问题
Having only a valid GD image resource is it possible to find out the type of the original image?
For instance:
$image = ImageCreateFromPNG('http://sstatic.net/so/img/logo.png');
Can I get the original image type (PNG) having only the $image variable available?
回答1:
I don't think so, no. $image is in GD's internal image format after it has been processed by the ImageCreate() function.
回答2:
I am not sure if it can be done from the $image variable, but to get the MimeType, you can usually use any of the four:
// with GD
$img = getimagesize($path);
return $img['mime'];
// with FileInfo
$fi = new finfo(FILEINFO_MIME);
return $fi->file($path);
// with Exif (returns image constant value)
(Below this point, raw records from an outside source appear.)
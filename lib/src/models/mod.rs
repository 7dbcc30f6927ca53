pub mod bookmark;
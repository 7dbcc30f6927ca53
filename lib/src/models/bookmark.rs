use chrono::{DateTime, Utc};

/// A node of a parsed bookmarks document
///
/// Children keep the order in which they appear in the source file.
#[derive(Debug, Clone, PartialEq, Eq)]
pub enum BookmarkNode {
    Folder {
        name: String,
        created_at: DateTime<Utc>,
        modified_at: DateTime<Utc>,
        children: Vec<BookmarkNode>,
    },
    Link {
        label: String,
        url: String,
        added_at: DateTime<Utc>,
    },
}

impl BookmarkNode {
    /// Create a folder; a missing or zero modification time falls back to `created_at`
    pub fn folder(
        name: impl Into<String>,
        created_at: DateTime<Utc>,
        modified_at: Option<DateTime<Utc>>,
        children: Vec<BookmarkNode>,
    ) -> Self {
        let modified_at = modified_at
            .filter(|t| t.timestamp() != 0)
            .unwrap_or(created_at);
        BookmarkNode::Folder {
            name: name.into(),
            created_at,
            modified_at,
            children,
        }
    }

    pub fn link(label: impl Into<String>, url: impl Into<String>, added_at: DateTime<Utc>) -> Self {
        BookmarkNode::Link {
            label: label.into(),
            url: url.into(),
            added_at,
        }
    }

    pub fn is_folder(&self) -> bool {
        matches!(self, BookmarkNode::Folder { .. })
    }

    /// Children of a folder, empty for links
    pub fn children(&self) -> &[BookmarkNode] {
        match self {
            BookmarkNode::Folder { children, .. } => children,
            BookmarkNode::Link { .. } => &[],
        }
    }

    /// Number of folders in this subtree, not counting `self`
    pub fn folder_count(&self) -> usize {
        self.children()
            .iter()
            .filter(|c| c.is_folder())
            .map(|c| 1 + c.folder_count())
            .sum()
    }

    /// Number of links in this subtree
    pub fn link_count(&self) -> usize {
        match self {
            BookmarkNode::Link { .. } => 1,
            BookmarkNode::Folder { children, .. } => children.iter().map(|c| c.link_count()).sum(),
        }
    }
}

/// Convert Unix epoch seconds to a UTC timestamp
pub fn from_epoch(seconds: i64) -> Option<DateTime<Utc>> {
    DateTime::from_timestamp(seconds, 0)
}
use crate::commands::convert::ConvertCommand;
use crate::commands::{AppContext, MarktreeCommand};
use clap::Parser;
use marktree::config::Config;
use marktree::error::Result;
use std::path::PathBuf;
use std::sync::OnceLock;

pub fn get_exe_name() -> &'static str {
    static EXE_NAME: OnceLock<String> = OnceLock::new();
    EXE_NAME.get_or_init(|| {
        std::env::args()
            .next()
            .as_ref()
            .map(std::path::Path::new)
            .and_then(|path| path.file_name())
            .and_then(|name| name.to_str())
            .map(|s| s.to_string())
            .unwrap_or_else(|| "marktree".to_string())
    })
}

/// Converts HTML file with browser bookmarks to folders and Markdown files.
#[derive(Parser, Debug)]
#[command(author, version, about, long_about = None, disable_version_flag = true)]
pub struct Cli {
    /// Show the program version and exit
    #[arg(short = 'v', long = "version")]
    pub version: bool,

    /// File with browser bookmarks
    #[arg(name = "BOOKMARKS", required_unless_present = "version")]
    pub bookmarks: Option<PathBuf>,

    /// Directory to create the bookmark tree in (default: current directory)
    #[arg(short, long)]
    pub output: Option<PathBuf>,

    /// Keep index files without bookmarks and empty folders
    #[arg(short, long)]
    pub keep_empty: bool,

    /// Bookmark line template; slots {label}/{0}, {url}/{1}, {date}/{2}
    #[arg(short, long)]
    pub template: Option<String>,

    /// Optional custom configuration file path
    #[arg(long)]
    pub config: Option<PathBuf>,

    /// Show debug information
    #[arg(short = 'g', long = "debug")]
    pub debug: bool,
}

/// Command line flags win over the configuration file
pub fn apply_overrides(config: &mut Config, cli: &Cli) {
    if cli.keep_empty {
        config.keep_empty = true;
    }
    if let Some(template) = &cli.template {
        config.record_template = template.clone();
    }
    if let Some(output) = &cli.output {
        config.output_root = Some(output.clone());
    }
}

pub fn handle_args(cli: Cli, config: &Config) -> Result<()> {
    let Some(source) = cli.bookmarks else {
        return Err(marktree::MarktreeError::Config(format!(
            "No bookmarks file given. Usage: {} <BOOKMARKS>",
            get_exe_name()
        )));
    };

    let ctx = AppContext { config };
    ConvertCommand { source }.execute(&ctx)
}
use crate::error::Result;
use log::warn;
use serde::{Deserialize, Serialize};
use std::fs;
use std::path::{Path, PathBuf};

/// Template used when neither the config file nor the command line sets one
pub const DEFAULT_RECORD_TEMPLATE: &str = "- [{label}]({url}) <sup><sub><sub>{date}</sub></sub></sup>";

/// Application configuration
#[derive(Debug, Clone, PartialEq, Eq, Serialize, Deserialize)]
pub struct Config {
    /// Keep index files without records and directories without content
    #[serde(default)]
    pub keep_empty: bool,

    /// Format of one bookmark line; slots are label, url and date
    #[serde(default = "default_record_template")]
    pub record_template: String,

    /// Directory the converted tree is written into (current directory when unset)
    #[serde(default)]
    pub output_root: Option<PathBuf>,
}

impl Default for Config {
    fn default() -> Self {
        Self {
            keep_empty: false,
            record_template: default_record_template(),
            output_root: None,
        }
    }
}

fn default_record_template() -> String {
    DEFAULT_RECORD_TEMPLATE.to_string()
}

impl Config {
    /// Load configuration from a file path
    pub fn load_from_path(path: &Path) -> Result<Self> {
        let contents = fs::read_to_string(path)
            .map_err(|e| crate::MarktreeError::Config(format!("{}: {}", path.display(), e)))?;
        let config: Config = serde_yaml::from_str(&contents)?;
        Ok(config)
    }

    /// Load configuration from default location (~/.config/marktree/config.yml)
    /// Falls back to default config if file doesn't exist
    pub fn load() -> Self {
        let config_path = crate::utils::get_config_dir().join("config.yml");

        if config_path.exists() {
            match Self::load_from_path(&config_path) {
                Ok(config) => config,
                Err(e) => {
                    warn!("Failed to load config from {:?}: {}", config_path, e);
                    warn!("Using default configuration");
                    Self::default()
                }
            }
        } else {
            Self::default()
        }
    }

    /// Save configuration to a file path
    pub fn save_to_path(&self, path: &Path) -> Result<()> {
        // Create parent directory if it doesn't exist
        if let Some(parent) = path.parent() {
            fs::create_dir_all(parent)?;
        }

        let yaml = serde_yaml::to_string(self)?;
        fs::write(path, yaml)?;
        Ok(())
    }

    /// Resolved output directory
    pub fn output_dir(&self) -> PathBuf {
        self.output_root
            .clone()
            .unwrap_or_else(|| std::env::current_dir().unwrap_or_else(|_| PathBuf::from(".")))
    }
}
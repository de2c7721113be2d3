/// The fixed 8-byte record bodies.
pub mod body;
mod fields;
/// Name-value pair streams as used by `Params` and `GetValues`.
pub mod nv;
/// Complete FastCGI records and messages in both directions.
pub mod record;
pub mod varint;
mod vars;

pub use fields::*;
pub use record::{FrameHead, Message, RequestRecord, ResponseRecord};
pub use vars::*;


/// Management records carry this request ID.
pub const FCGI_NULL_REQUEST_ID: u16 = 0;

/// The largest payload put into a single outgoing stream record.
///
/// Together with the header this makes for 8 KiB frames that never
/// need padding.
pub const MAX_STREAM_PAYLOAD: usize = 8184;


/// Everything that can be wrong with FastCGI bytes on the wire.
#[derive(Debug, Clone, PartialEq, Eq, thiserror::Error)]
#[non_exhaustive]
pub enum Error {
    #[error("unsupported FastCGI version {0}")]
    UnknownVersion(u8),
    #[error("invalid FastCGI record type {0}")]
    UnknownRecordType(u8),
    #[error("invalid FastCGI role {0}")]
    UnknownRole(u16),
    #[error("invalid FastCGI protocol status {0}")]
    UnknownStatus(u8),
    /// A `GetValues` query named a variable this crate does not know.
    #[error("unknown FastCGI management variable")]
    UnknownVariable,
    /// A name or value is longer than a length prefix can express.
    #[error("length exceeds the FastCGI name-value limit")]
    InvalidVarInt,

    /// Fewer than [`RecordHeader::LEN`] bytes were available for a header.
    #[error("FastCGI record header truncated after {0} bytes")]
    TruncatedHeader(usize),
    /// The record body (content and padding) ended early.
    #[error("FastCGI record body truncated: expected {expected} bytes, got {actual}")]
    TruncatedBody {
        /// Declared content plus padding length.
        expected: usize,
        /// Number of bytes actually available.
        actual: usize,
    },
    /// A record type that only a FastCGI application may send was received
    /// from the client.
    #[error("FastCGI record type {0:?} cannot be sent by a client")]
    ResponseOnly(RecordType),
    /// A record type that only a FastCGI client may send was decoded as
    /// application output.
    #[error("FastCGI record type {0:?} cannot be sent by an application")]
    RequestOnly(RecordType),
    /// A fixed-size record body has the wrong length.
    #[error("FastCGI {rtype:?} record has invalid length {len}")]
    InvalidBodyLength {
        /// The type of the offending record.
        rtype: RecordType,
        /// The declared content length.
        len: u16,
    },
    /// A record payload exceeds the 16-bit content length field.
    #[error("FastCGI record payload of {0} bytes exceeds the maximum of 65535")]
    PayloadTooLarge(usize),
}


/// The fixed-size header in front of every FastCGI record.
#[derive(Debug, Clone, Copy, PartialEq, Eq, Hash)]
pub struct RecordHeader {
    /// The FastCGI version of this record.
    pub version: Version,
    /// The type of this record, defining its payload.
    pub rtype: RecordType,
    /// The ID of the request this record belongs to.
    pub request_id: u16,
    /// The length of this record's payload.
    pub content_length: u16,
    /// The amount of padding following the payload.
    pub padding_length: u8,
}

impl RecordHeader {
    /// The number of bytes in the wire format of a [`RecordHeader`].
    pub const LEN: usize = 8;

    /// Creates the header of a version 1 record carrying `content_length`
    /// bytes, padded up to the next multiple of 8.
    #[inline]
    #[must_use]
    pub fn for_content(rtype: RecordType, request_id: u16, content_length: u16) -> Self {
        Self {
            version: Version::V1,
            rtype,
            request_id,
            content_length,
            padding_length: padding_for(content_length),
        }
    }

    /// Parses a FastCGI [`RecordHeader`].
    ///
    /// # Errors
    /// Fails on an unknown version or record type. See [`FrameHead`] for a
    /// header which accepts unknown record types.
    pub fn from_bytes(data: [u8; Self::LEN]) -> Result<Self, Error> {
        let head = FrameHead::from_bytes(data)?;
        Ok(Self {
            version: Version::V1,
            rtype: head.rtype.map_err(Error::UnknownRecordType)?,
            request_id: head.request_id,
            content_length: head.content_length,
            padding_length: head.padding_length,
        })
    }

    /// Encodes the [`RecordHeader`] into its wire format. The reserved
    /// last byte is zero.
    #[must_use]
    pub fn to_bytes(self) -> [u8; Self::LEN] {
        let [id_hi, id_lo] = self.request_id.to_be_bytes();
        let [len_hi, len_lo] = self.content_length.to_be_bytes();
        [self.version.into(), self.rtype.into(), id_hi, id_lo, len_hi, len_lo, self.padding_length, 0]
    }
}

/// Returns the padding `(8 - len % 8) % 8` that aligns a record body of
/// `content_length` bytes to 8 bytes.
#[inline]
#[must_use]
#[allow(clippy::cast_possible_truncation)]
pub const fn padding_for(content_length: u16) -> u8 {
    (content_length.wrapping_neg() % 8) as u8
}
return exif_imagetype($path)
// deprecated
return mime_content_type($path);
From your question description I take you want to use a remote file, so you could do something like this to make this work:
$tmpfname = tempnam("/tmp", "IMG_"); // use any path writable for you
$imageCopy = file_get_contents('http://www.example.com/image.png');
file_put_contents($tmpfname, $imageCopy);
$mimetype = // call any of the above functions on $tmpfname;
unlink($tmpfname);
Note: if the MimeType function you will use supports remote files, use it directly, instead of creating a copy of the file first
If you need the MimeType just to determine which imagecreatefrom function to use, why not load the file as a string first and then let GD decide, e.g.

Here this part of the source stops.